[Collected data]
======

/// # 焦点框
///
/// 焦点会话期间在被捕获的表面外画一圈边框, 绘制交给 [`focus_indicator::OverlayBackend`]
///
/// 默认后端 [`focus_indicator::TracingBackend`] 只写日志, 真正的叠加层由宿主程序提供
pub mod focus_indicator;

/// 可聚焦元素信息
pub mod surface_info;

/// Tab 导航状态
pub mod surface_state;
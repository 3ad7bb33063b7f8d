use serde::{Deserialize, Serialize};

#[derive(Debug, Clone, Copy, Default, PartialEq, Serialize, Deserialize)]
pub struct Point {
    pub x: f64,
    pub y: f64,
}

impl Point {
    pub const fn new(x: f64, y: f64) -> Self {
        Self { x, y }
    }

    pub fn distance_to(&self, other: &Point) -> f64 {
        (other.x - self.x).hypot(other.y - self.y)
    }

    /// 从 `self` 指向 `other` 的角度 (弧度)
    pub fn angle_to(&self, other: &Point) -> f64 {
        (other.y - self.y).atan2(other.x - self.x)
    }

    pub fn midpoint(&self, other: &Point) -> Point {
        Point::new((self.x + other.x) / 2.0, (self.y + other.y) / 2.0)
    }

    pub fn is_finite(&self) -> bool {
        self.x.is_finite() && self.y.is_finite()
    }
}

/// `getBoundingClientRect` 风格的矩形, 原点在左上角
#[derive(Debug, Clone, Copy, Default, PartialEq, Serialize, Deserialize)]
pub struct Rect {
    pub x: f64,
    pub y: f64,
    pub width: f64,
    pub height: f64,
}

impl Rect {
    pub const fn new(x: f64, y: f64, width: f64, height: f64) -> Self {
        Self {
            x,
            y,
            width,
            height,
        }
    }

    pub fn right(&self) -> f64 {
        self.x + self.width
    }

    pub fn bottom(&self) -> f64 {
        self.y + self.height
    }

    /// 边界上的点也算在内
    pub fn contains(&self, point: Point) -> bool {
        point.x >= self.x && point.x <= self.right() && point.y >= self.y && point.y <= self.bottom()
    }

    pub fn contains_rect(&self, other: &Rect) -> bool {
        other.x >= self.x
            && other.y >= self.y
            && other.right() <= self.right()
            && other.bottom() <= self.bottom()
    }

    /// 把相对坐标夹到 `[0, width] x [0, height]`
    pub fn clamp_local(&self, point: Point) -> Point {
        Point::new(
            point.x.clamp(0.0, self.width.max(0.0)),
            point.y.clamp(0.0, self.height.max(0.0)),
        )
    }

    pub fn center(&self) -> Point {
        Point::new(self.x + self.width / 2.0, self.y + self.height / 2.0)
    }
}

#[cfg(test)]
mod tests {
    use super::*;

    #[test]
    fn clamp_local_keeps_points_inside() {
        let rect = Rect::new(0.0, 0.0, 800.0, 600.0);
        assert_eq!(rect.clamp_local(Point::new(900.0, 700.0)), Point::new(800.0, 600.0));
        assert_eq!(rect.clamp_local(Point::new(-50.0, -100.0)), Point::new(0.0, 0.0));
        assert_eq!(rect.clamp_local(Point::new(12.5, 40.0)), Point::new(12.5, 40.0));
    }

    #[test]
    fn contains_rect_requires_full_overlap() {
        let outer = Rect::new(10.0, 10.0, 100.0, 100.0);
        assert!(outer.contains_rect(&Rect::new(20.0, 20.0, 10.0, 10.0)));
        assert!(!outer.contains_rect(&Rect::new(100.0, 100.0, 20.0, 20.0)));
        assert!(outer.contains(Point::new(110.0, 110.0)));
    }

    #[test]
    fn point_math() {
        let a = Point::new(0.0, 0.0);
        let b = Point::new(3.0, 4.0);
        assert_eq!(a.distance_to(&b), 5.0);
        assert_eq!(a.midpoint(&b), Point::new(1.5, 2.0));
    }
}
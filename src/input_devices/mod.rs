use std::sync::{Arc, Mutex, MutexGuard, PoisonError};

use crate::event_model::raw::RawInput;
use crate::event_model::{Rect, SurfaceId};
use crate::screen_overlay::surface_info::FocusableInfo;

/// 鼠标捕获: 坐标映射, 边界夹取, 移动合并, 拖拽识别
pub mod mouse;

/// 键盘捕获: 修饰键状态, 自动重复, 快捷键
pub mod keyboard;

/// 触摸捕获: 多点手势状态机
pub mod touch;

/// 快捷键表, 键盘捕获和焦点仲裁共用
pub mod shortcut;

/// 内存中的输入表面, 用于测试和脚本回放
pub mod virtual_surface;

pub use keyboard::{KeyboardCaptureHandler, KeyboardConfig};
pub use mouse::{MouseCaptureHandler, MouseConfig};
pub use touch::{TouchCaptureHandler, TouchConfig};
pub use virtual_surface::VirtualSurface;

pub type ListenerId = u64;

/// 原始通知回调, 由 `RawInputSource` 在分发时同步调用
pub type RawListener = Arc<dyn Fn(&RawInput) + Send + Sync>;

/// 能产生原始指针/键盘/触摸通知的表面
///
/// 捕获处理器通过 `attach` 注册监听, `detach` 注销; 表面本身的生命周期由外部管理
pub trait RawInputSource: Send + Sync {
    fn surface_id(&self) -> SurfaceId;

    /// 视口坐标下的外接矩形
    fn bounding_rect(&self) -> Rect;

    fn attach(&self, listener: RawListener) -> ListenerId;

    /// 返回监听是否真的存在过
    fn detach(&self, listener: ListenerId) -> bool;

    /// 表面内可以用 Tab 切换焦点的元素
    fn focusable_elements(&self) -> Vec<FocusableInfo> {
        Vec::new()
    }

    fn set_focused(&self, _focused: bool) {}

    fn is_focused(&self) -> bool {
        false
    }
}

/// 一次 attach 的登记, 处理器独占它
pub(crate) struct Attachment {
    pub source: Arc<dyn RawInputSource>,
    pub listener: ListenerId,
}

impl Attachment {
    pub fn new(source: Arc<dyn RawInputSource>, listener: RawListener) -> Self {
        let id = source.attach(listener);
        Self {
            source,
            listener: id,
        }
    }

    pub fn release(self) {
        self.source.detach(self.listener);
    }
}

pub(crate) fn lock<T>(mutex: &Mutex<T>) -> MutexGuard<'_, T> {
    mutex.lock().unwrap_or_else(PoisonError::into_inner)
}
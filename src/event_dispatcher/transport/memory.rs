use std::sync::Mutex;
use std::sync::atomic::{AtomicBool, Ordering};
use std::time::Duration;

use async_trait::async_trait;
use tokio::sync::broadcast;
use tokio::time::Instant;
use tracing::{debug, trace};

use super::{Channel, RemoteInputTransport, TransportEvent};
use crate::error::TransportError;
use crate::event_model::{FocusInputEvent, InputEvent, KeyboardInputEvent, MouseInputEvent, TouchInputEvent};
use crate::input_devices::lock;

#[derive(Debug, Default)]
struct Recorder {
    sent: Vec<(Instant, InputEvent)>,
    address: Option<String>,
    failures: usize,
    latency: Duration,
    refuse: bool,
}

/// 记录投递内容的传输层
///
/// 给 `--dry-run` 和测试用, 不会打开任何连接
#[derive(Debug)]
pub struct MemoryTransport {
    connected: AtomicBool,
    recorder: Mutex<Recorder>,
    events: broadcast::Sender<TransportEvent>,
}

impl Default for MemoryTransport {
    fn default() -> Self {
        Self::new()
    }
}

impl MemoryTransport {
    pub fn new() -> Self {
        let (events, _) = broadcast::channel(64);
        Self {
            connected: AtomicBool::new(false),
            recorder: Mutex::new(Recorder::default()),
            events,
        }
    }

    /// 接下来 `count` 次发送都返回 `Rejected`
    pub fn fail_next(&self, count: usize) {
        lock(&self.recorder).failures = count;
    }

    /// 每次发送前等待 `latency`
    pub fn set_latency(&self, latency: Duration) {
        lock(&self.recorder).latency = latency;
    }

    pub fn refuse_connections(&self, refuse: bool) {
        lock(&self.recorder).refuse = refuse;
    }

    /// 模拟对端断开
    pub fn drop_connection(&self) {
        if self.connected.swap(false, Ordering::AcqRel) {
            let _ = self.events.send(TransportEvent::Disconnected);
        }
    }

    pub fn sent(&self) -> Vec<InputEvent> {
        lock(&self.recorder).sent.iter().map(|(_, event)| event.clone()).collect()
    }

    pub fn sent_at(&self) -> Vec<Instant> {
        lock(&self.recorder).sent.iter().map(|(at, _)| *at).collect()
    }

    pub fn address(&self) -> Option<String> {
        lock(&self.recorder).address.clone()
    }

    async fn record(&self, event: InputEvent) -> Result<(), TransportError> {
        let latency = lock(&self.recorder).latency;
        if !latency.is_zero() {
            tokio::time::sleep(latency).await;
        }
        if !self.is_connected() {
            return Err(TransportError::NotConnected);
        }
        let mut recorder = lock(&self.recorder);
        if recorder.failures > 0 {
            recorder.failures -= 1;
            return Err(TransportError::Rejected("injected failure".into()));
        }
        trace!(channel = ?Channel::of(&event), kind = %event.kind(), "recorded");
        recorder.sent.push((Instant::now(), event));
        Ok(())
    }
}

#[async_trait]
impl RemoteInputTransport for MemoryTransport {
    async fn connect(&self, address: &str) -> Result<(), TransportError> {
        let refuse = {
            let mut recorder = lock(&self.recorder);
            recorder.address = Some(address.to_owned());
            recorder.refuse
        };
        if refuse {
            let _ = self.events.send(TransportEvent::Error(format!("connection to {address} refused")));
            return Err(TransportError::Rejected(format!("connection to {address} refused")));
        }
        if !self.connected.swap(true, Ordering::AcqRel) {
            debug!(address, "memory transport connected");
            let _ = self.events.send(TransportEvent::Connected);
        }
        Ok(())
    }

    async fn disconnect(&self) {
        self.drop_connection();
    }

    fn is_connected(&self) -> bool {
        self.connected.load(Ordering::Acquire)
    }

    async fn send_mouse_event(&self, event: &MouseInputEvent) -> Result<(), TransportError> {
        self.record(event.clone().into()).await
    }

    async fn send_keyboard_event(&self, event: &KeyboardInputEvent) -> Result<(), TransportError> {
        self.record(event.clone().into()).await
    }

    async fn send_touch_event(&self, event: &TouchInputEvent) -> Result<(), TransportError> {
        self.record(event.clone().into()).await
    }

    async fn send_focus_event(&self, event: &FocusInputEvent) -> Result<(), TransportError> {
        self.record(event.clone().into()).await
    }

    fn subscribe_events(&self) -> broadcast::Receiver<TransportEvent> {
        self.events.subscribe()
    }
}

======

* _HOW TO COMPLETE THIS TASK_
Return nothing but the lines from the top of the records above through the line that has "point.x >= self.x". Keep each one exact.

* _TASK RESPONSE_
/// # 焦点框
///
/// 焦点会话期间在被捕获的表面外画一圈边框, 绘制交给 [`focus_indicator::OverlayBackend`]
///
/// 默认后端 [`focus_indicator::TracingBackend`] 只写日志, 真正的叠加层由宿主程序提供
pub mod focus_indicator;

/// 可聚焦元素信息
pub mod surface_info;

/// Tab 导航状态
pub mod surface_state;
repository 3ad7bb33063b7f8d
use serde::{Deserialize, Serialize};

#[derive(Debug, Clone, Copy, Default, PartialEq, Serialize, Deserialize)]
pub struct Point {
    pub x: f64,
    pub y: f64,
}

impl Point {
    pub const fn new(x: f64, y: f64) -> Self {
        Self { x, y }
    }

    pub fn distance_to(&self, other: &Point) -> f64 {
        (other.x - self.x).hypot(other.y - self.y)
    }

    /// 从 `self` 指向 `other` 的角度 (弧度)
    pub fn angle_to(&self, other: &Point) -> f64 {
        (other.y - self.y).atan2(other.x - self.x)
    }

    pub fn midpoint(&self, other: &Point) -> Point {
        Point::new((self.x + other.x) / 2.0, (self.y + other.y) / 2.0)
    }

    pub fn is_finite(&self) -> bool {
        self.x.is_finite() && self.y.is_finite()
    }
}

/// `getBoundingClientRect` 风格的矩形, 原点在左上角
#[derive(Debug, Clone, Copy, Default, PartialEq, Serialize, Deserialize)]
pub struct Rect {
    pub x: f64,
    pub y: f64,
    pub width: f64,
    pub height: f64,
}

impl Rect {
    pub const fn new(x: f64, y: f64, width: f64, height: f64) -> Self {
        Self {
            x,
            y,
            width,
            height,
        }
    }

    pub fn right(&self) -> f64 {
        self.x + self.width
    }

    pub fn bottom(&self) -> f64 {
        self.y + self.height
    }

    /// 边界上的点也算在内
    pub fn contains(&self, point: Point) -> bool {
        point.x >= self.x && point.x <= self.right() && point.y >= self.y && point.y <= self.bottom()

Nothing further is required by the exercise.